Abstract

Among the recent data mining techniques available, the boosting approach has attracted a great deal of attention because of its effective learning algorithm and strong boundaries in terms of its generalization performance. However, the boosting approach has yet to be used in regression problems within the construction domain, including cost estimations, but has been actively utilized in other domains. Therefore, a boosting regression tree (BRT) is applied to cost estimations at the early stage of a construction project to examine the applicability of the boosting approach to a regression problem within the construction domain. To evaluate the performance of the BRT model, its performance was compared with that of a neural network (NN) model, which has been proven to have a high performance in cost estimation domains. The BRT model has shown results similar to those of NN model using 234 actual cost datasets of a building construction project. In addition, the BRT model can provide additional information such as the importance plot and structure model, which can support estimators in comprehending the decision making process. Consequently, the boosting approach has potential applicability in preliminary cost estimations in a building construction project.

1. Introduction

In building construction, budgeting, planning, and monitoring for compliance with the client’s available budget, time, and work outstanding are important [1]. The accuracy of the construction cost estimation during the planning stage of a project is a crucial factor in helping the client and contractor with the adequate decision making and for the successful completion of the project [25]. However, there is a problem in that it is difficult to quickly and accurately estimate the construction costs at the early stage because the drawings and documentation are generally incomplete [6]. Machine learning approaches can be applied to alleviate this problem. Machine learning has some advantages over the human-crafted rules for data driven works, that is, accurate, automated, fast, customizable, and scalable [7].

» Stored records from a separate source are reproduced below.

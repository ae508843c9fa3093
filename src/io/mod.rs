/// Plan export to CSV and JSON.
pub mod export;
/// Demand and capacity import from delimiter-separated files.
pub mod import;
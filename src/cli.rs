use std::env;
use std::path::PathBuf;

/// Plan export format selected with `--format`.
#[derive(Debug, Clone, Copy, PartialEq, Eq, Default)]
pub enum OutputFormat {
    #[default]
    Csv,
    Json,
}

pub struct CliOptions {
    pub demand: Option<PathBuf>,
    pub capacity: Option<PathBuf>,
    /// Layer the capacity file over propagated defaults.
    pub capacity_overlay: bool,
    pub config: Option<PathBuf>,
    pub preset: Option<String>,
    pub plan_out: Option<PathBuf>,
    pub format: OutputFormat,
    pub input_delimiter: u8,
    pub quiet: bool,
}

pub fn parse_args() -> Result<CliOptions, String> {
    let args: Vec<String> = env::args().skip(1).collect();
    parse_args_from(args)
}

pub fn parse_args_from(args: Vec<String>) -> Result<CliOptions, String> {
    if args.len() == 1 && (args[0] == "--help" || args[0] == "-h") {
        print_usage();
        std::process::exit(0);
    }
    parse_options(&args)
}

fn parse_options(args: &[String]) -> Result<CliOptions, String> {
    let mut i = 0usize;
    let mut demand = None;
    let mut capacity = None;
    let mut config = None;
    let mut preset = None;
    let mut plan_out = None;
    let mut format = None;
    let mut input_delimiter = None;
    let mut capacity_overlay = false;
    let mut quiet = false;

    while i < args.len() {
        match args[i].as_str() {
            "--demand" => {
                i += 1;
                let path = args.next_or_err(i, "missing value for --demand (expected a file path)")?;
                if demand.replace(PathBuf::from(path)).is_some() {
                    return Err("--demand provided more than once".to_string());
                }
            }
            "--capacity" => {
                i += 1;
                let path =
                    args.next_or_err(i, "missing value for --capacity (expected a file path)")?;
                if capacity.replace(PathBuf::from(path)).is_some() {
                    return Err("--capacity provided more than once".to_string());
                }
            }
            "--config" => {
                i += 1;
                let path = args.next_or_err(
                    i,
                    "missing value for --config (expected a TOML file path)",
                )?;
                if config.replace(PathBuf::from(path)).is_some() {
                    return Err("--config provided more than once".to_string());
                }
            }
            "--preset" => {
                i += 1;
                let name =
                    args.next_or_err(i, "missing value for --preset (expected a preset name)")?;
                if preset.replace(name.to_string()).is_some() {
                    return Err("--preset provided more than once".to_string());
                }
            }
            "--plan-out" => {
                i += 1;
                let path =
                    args.next_or_err(i, "missing value for --plan-out (expected a file path)")?;
                if plan_out.replace(PathBuf::from(path)).is_some() {
                    return Err("--plan-out provided more than once".to_string());
                }
            }
            "--format" => {
                i += 1;
                let value = args.next_or_err(i, "missing value for --format (csv or json)")?;
                let parsed = match value {
                    "csv" => OutputFormat::Csv,
                    "json" => OutputFormat::Json,
                    other => {
                        return Err(format!("unknown format \"{other}\", expected csv or json"));
                    }
                };
                if format.replace(parsed).is_some() {
                    return Err("--format provided more than once".to_string());
                }
            }
            "--input-delimiter" => {
                i += 1;
                let value = args.next_or_err(
                    i,
                    "missing value for --input-delimiter (expected one ASCII character)",
                )?;
                let byte = match value.as_bytes() {
                    [b] if b.is_ascii() => *b,
                    _ => {
                        return Err(format!(
                            "invalid --input-delimiter \"{value}\", expected one ASCII character"
                        ));
                    }
                };
                if input_delimiter.replace(byte).is_some() {
                    return Err("--input-delimiter provided more than once".to_string());
                }
            }
            "--capacity-overlay" => capacity_overlay = true,
            "--quiet" | "-q" => quiet = true,
            "--help" | "-h" => {
                print_usage();
                std::process::exit(0);
            }
            other => return Err(format!("unknown argument: {other}")),
        }
        i += 1;
    }

    if config.is_some() && preset.is_some() {
        return Err(
            "arguments `--config` and `--preset` are mutually exclusive; choose one source"
                .to_string(),
        );
    }

    if capacity_overlay && capacity.is_none() {
        return Err("`--capacity-overlay` requires `--capacity`".to_string());
    }

    Ok(CliOptions {
        demand,
        capacity,
        capacity_overlay,
        config,
        preset,
        plan_out,
        format: format.unwrap_or_default(),
        input_delimiter: input_delimiter.unwrap_or(b';'),
        quiet,
    })
}

trait SliceArgExt {
    fn next_or_err(&self, index: usize, err: &str) -> Result<&str, String>;
}

impl SliceArgExt for [String] {
    fn next_or_err(&self, index: usize, err: &str) -> Result<&str, String> {
        self.get(index)
            .map(String::as_str)
            .ok_or_else(|| err.to_string())
    }
}

pub fn print_usage() {
    eprintln!("pick-plan: daily pick plan from a demand forecast and capacity calendar");
    eprintln!();
    eprintln!("Usage: pick-plan [OPTIONS]");
    eprintln!();
    eprintln!("Options:");
    eprintln!("  --demand <path>           Demand file (date;quantity). Demo data if omitted");
    eprintln!("  --capacity <path>         Capacity file. Propagated defaults if omitted");
    eprintln!("  --capacity-overlay        Apply the capacity file over propagated defaults");
    eprintln!("  --config <path>           Load configuration from a TOML file");
    eprintln!("  --preset <name>           Use a built-in preset (standard, lenient)");
    eprintln!("  --plan-out <path>         Write the plan to a file");
    eprintln!("  --format <csv|json>       Plan file format (default: csv)");
    eprintln!("  --input-delimiter <char>  Delimiter of input files (default: ;)");
    eprintln!("  --quiet, -q               Do not print the per-day plan");
    eprintln!("  --help, -h                Show this help message");
}
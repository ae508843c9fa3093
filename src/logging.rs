//! Tracing subscriber setup.

use tracing_subscriber::{EnvFilter, fmt};

/// Installs the global subscriber for the binary.
///
/// The filter comes from `RUST_LOG` and defaults to `info`, e.g.
/// `RUST_LOG=pick_plan=debug` shows the engine's stage events. Output goes
/// to stderr so plan output on stdout stays clean.
pub fn init() {
    let filter = EnvFilter::try_from_default_env().unwrap_or_else(|_| EnvFilter::new("info"));

    fmt()
        .with_env_filter(filter)
        .with_target(true)
        .with_writer(std::io::stderr)
        .init();
}

/// Subscriber for tests; safe to call more than once.
pub fn init_test() {
    let _ = fmt()
        .with_env_filter(EnvFilter::new("debug"))
        .with_test_writer()
        .try_init();
}
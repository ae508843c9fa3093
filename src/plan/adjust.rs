//! Percentage adjustment of raw forecast quantities.

use chrono::NaiveDate;

use super::engine::AdditionPctPolicy;
use crate::error::PlanError;

/// Lowest accepted `forecast_addition_pct`.
pub const MIN_ADDITION_PCT: i32 = -100;
/// Highest accepted `forecast_addition_pct`.
pub const MAX_ADDITION_PCT: i32 = 100;

/// Applies `addition_pct` to `raw_quantity`, rounding half-up.
///
/// Computes `round(raw * (100 + pct) / 100)` in integer arithmetic. The
/// percentage is clamped to `[-100, 100]` so the result is never negative;
/// use [`resolve_pct`] first when out-of-range input must be rejected.
///
/// # Examples
///
/// ```
/// use pick_plan::plan::adjust::adjust;
///
/// assert_eq!(adjust(100, 50), 150);
/// assert_eq!(adjust(100, -100), 0);
/// assert_eq!(adjust(3, 1), 3);
/// ```
pub fn adjust(raw_quantity: u64, addition_pct: i32) -> u64 {
    let pct = addition_pct.clamp(MIN_ADDITION_PCT, MAX_ADDITION_PCT);
    // 0..=200 after clamping
    let factor = u128::from((100 + pct).unsigned_abs());
    let scaled = u128::from(raw_quantity) * factor;
    let rounded = (scaled + 50) / 100;
    u64::try_from(rounded).unwrap_or(u64::MAX)
}

/// Checks `addition_pct` against the accepted range under `policy`.
///
/// # Errors
///
/// Returns `PlanError::InvalidParameter` when the value is out of range and
/// the policy is [`AdditionPctPolicy::Reject`].
pub fn resolve_pct(
    date: NaiveDate,
    addition_pct: i32,
    policy: AdditionPctPolicy,
) -> Result<i32, PlanError> {
    if (MIN_ADDITION_PCT..=MAX_ADDITION_PCT).contains(&addition_pct) {
        return Ok(addition_pct);
    }
    match policy {
        AdditionPctPolicy::Clamp => Ok(addition_pct.clamp(MIN_ADDITION_PCT, MAX_ADDITION_PCT)),
        AdditionPctPolicy::Reject => Err(PlanError::InvalidParameter {
            date,
            field: "forecast_addition_pct",
            value: i64::from(addition_pct),
            reason: "must be in [-100, 100]",
        }),
    }
}

#[cfg(test)]
mod tests {
    use super::*;

    fn date() -> NaiveDate {
        NaiveDate::from_ymd_opt(2024, 5, 6).expect("valid date")
    }

    #[test]
    fn reference_values() {
        assert_eq!(adjust(100, 0), 100);
        assert_eq!(adjust(100, 50), 150);
        assert_eq!(adjust(100, -100), 0);
        assert_eq!(adjust(3, 1), 3);
    }

    #[test]
    fn rounds_half_up() {
        // 5 * 1.1 = 5.5 -> 6
        assert_eq!(adjust(5, 10), 6);
        // 5 * 0.9 = 4.5 -> 5
        assert_eq!(adjust(5, -10), 5);
        // 7 * 0.93 = 6.51 -> 7
        assert_eq!(adjust(7, -7), 7);
        // 1 * 0.49 = 0.49 -> 0
        assert_eq!(adjust(1, -51), 0);
    }

    #[test]
    fn out_of_range_pct_is_clamped_not_panicking() {
        assert_eq!(adjust(10, 400), 20);
        assert_eq!(adjust(10, -250), 0);
        assert_eq!(adjust(u64::MAX, 100), u64::MAX);
    }

    #[test]
    fn resolve_rejects_under_reject_policy() {
        let err = resolve_pct(date(), 101, AdditionPctPolicy::Reject);
        assert!(matches!(
            err,
            Err(PlanError::InvalidParameter {
                field: "forecast_addition_pct",
                value: 101,
                ..
            })
        ));
    }

    #[test]
    fn resolve_clamps_under_clamp_policy() {
        assert_eq!(resolve_pct(date(), -130, AdditionPctPolicy::Clamp), Ok(-100));
        assert_eq!(resolve_pct(date(), 42, AdditionPctPolicy::Reject), Ok(42));
    }
}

Cost estimating approaches using a machine learning technique such as a neural network (NN) or support vector machine (SVM) have received significant attention since the early 1990s for accurately predicting the construction costs under a limited amount of project information. The NN model [1, 811] and the SVM model [1216] were developed for predicting and/or estimating the construction costs. Although applying an NN to construction cost estimations has been very popular and has shown superior accuracy over other competing techniques [2, 4, 1721], it has several disadvantages, such as a lack of self-learning and a time-consuming rule acquisition process [14]. A SVM, introduced by Vapnik [22], has attracted a great deal of attention because of its capacity for self-learning and high performance in generalization; moreover, it has shown the potential for utilization in construction cost estimations [5, 13, 14, 16, 23, 24]. However, the SVM approach requires a great deal of trial and error to determine a suitable kernel function [14]. Moreover, SVM models have a high level of algorithmic complexity and require extensive amounts of memory [25].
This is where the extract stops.